The original model of the NMD line. The shoe features a Primeknit upper with a Boost sole underneath. It features two plastics attachments on the side of the shoe in both the front and back. The front features the name and logo of Adidas. The back also has an additional plastic part on the upper part of the shoe.

===NMD_R1 V2===
The second iteration of the shoe was launched on December 1, 2019. The shoe has the same features as the original but with more branding and an added heel tab that connects the EVA inserts in the sole.

===NMD_S1===
Released in 2021, this modified version features the same knitted upper as the original but the sole is surrounded by a plastic frame all around it and has larger ridges underneath.

===NMD_V3===
The third iteration of the original NMD line released in 2022, the design went back to look more similar to the original release and removed some features introduced in the V2. The shoe features a new material used in the knit upper and uses recycled materials including polyester and plastic.

===NMD_W1===
This model was designed for female customers and features an elevated boost sole, making it a platform shoe.
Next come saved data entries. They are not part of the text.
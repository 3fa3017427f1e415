//! Configuration loading.
//!
//! Settings come from three layers, later ones winning:
//!
//! 1. the optional `bolt.toml` file (see [`schema`])
//! 2. `BOLT_*` environment variables (see [`apply_env_overrides`])
//! 3. command line flags, applied by the binary

pub mod schema;

pub use schema::*;

use std::path::Path;

use anyhow::{Context, Result};

/// Name of the configuration file looked up in the working directory.
pub const DEFAULT_CONFIG_FILE: &str = "bolt.toml";

/// Loads configuration from a TOML file.
///
/// # Errors
///
/// Returns an error if the file cannot be read, is not valid TOML, or
/// contains unknown keys.
///
/// ```no_run
/// use bolt::config::load_config;
/// use std::path::Path;
///
/// let config = load_config(Path::new("bolt.toml"))?;
/// println!("Reporter: {:?}", config.run.reporter);
/// # Ok::<(), anyhow::Error>(())
/// ```
pub fn load_config(path: &Path) -> Result<Config> {
    let content = std::fs::read_to_string(path)
        .with_context(|| format!("Failed to read config file: {}", path.display()))?;

    let config: Config = toml::from_str(&content)
        .with_context(|| format!("Failed to parse config file: {}", path.display()))?;

    Ok(config)
}

/// Loads configuration from a TOML string.
pub fn load_config_str(content: &str) -> Result<Config> {
    let config: Config = toml::from_str(content).context("Failed to parse config")?;

    Ok(config)
}

/// Resolves the configuration for a run.
///
/// An explicitly named file must exist. Without one, [`DEFAULT_CONFIG_FILE`]
/// in `dir` is used when present and defaults otherwise.
pub fn resolve_config(explicit: Option<&Path>, dir: &Path) -> Result<Config> {
    if let Some(path) = explicit {
        return load_config(path);
    }

    let default_path = dir.join(DEFAULT_CONFIG_FILE);
    if default_path.is_file() {
        tracing::debug!("Using config file {}", default_path.display());
        load_config(&default_path)
    } else {
        Ok(Config::default())
    }
}

/// Applies `BOLT_PASS_SYMBOL`, `BOLT_FAIL_SYMBOL` and `BOLT_SKIP_SYMBOL`.
///
/// `lookup` is usually `std::env::var`. Empty values are ignored.
pub fn apply_env_overrides<F>(config: &mut Config, lookup: F)
where
    F: Fn(&str) -> Option<String>,
{
    let symbols = [
        ("BOLT_PASS_SYMBOL", &mut config.progress.pass_symbol),
        ("BOLT_FAIL_SYMBOL", &mut config.progress.fail_symbol),
        ("BOLT_SKIP_SYMBOL", &mut config.progress.skip_symbol),
    ];

    for (name, symbol) in symbols {
        if let Some(value) = lookup(name).filter(|v| !v.is_empty()) {
            *symbol = value;
        }
    }
}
The upper also features an embroidery version of the three stripes and the guards on the sides of the shoes were changed from blocky rectangle shapes to round ovals. It was released in July 2023 in women's sizes only.

===NMD_G1===
The NMD_G1 has a similar design to the original model but is made with at least 50% of recycled materials. The upper is reinforced with a textile upper as opposed to the original knitted upper. The first models were released in July 2023.